Impressively, every single plant in it was hand-raised by Flanagan from seed or cuttings. “I’m completely addicted to propagation. Getting seeds to germinate or getting a cutting to successfully root … it’s magical. Initially I kept my electric propagator on the kitchen table until Emma eventually banished it to the porch, which was fair enough. So then I got myself some grow-lights to boost the light levels.” How did his wife feel about that? “She’s been very good about it actually,” he says cheerily, “just so long as I keep to my half of the porch.”

He also keeps a garden diary in which he records everything. “Names, dates, different methods of propagation. It’s a bit geeky but it’s the best way to learn … At the moment I’m experimenting with a range of different growing mediums – compost, perlite, horticultural sand – to see which give the best results for cuttings. It’s fascinating.”

Flanagan's love of gardening was first fuelled by an evening course on kitchen gardening given by Aoife Moon in Marlay Park six years ago. "I dipped my toes in the water, so to speak, and discovered I really enjoyed it. So then I took on an allotment in Friarstown, which I loved.

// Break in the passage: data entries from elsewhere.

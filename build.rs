//! Build script: embeds the KITT_VERSION string at compile time.

use std::process::Command;

fn main() {
    // Prefer KITT_VERSION if set (e.g. by the release workflow), otherwise
    // fall back to git describe for local builds.
    if let Ok(version) = std::env::var("KITT_VERSION") {
        println!("cargo:rustc-env=KITT_VERSION={version}");
    } else if let Ok(output) = Command::new("git")
        .args(["describe", "--tags", "--always", "--dirty"])
        .output()
        && output.status.success()
    {
        let version = String::from_utf8_lossy(&output.stdout).trim().to_string();
        println!("cargo:rustc-env=KITT_VERSION={version}");
    }

    println!("cargo:rerun-if-changed=.git/HEAD");
    println!("cargo:rerun-if-changed=.git/refs/");
    println!("cargo:rerun-if-env-changed=KITT_VERSION");
}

But when our first son, Louis, arrived I just didn't have enough time to properly look after it and my dad took it over."

As his love of gardening grew, in 2016 Flanagan decided to enrol as a part-time student at Blanchardstown (TU Dublin) to study horticulture, juggling his studies with his full-time job with Dublin City Council. He graduated earlier this year with a diploma in amenity horticulture. "I am that stereotypical career-changer, that person who's spent too long sitting at a desk indoors under fluorescent lights doing a job that they're not passionate about. My dream is to change that."

Lockdown activity

He now works as a volunteer one day a week at Hunting Brook Gardens in Co Wicklow. First sent there on student placement, he was blown away by this experimental country garden from the minute he walked through its gates. "By the plants, the planting combinations, the design – I've learned so much from Jimi Blake [its owner], who has been an important influence in many ways."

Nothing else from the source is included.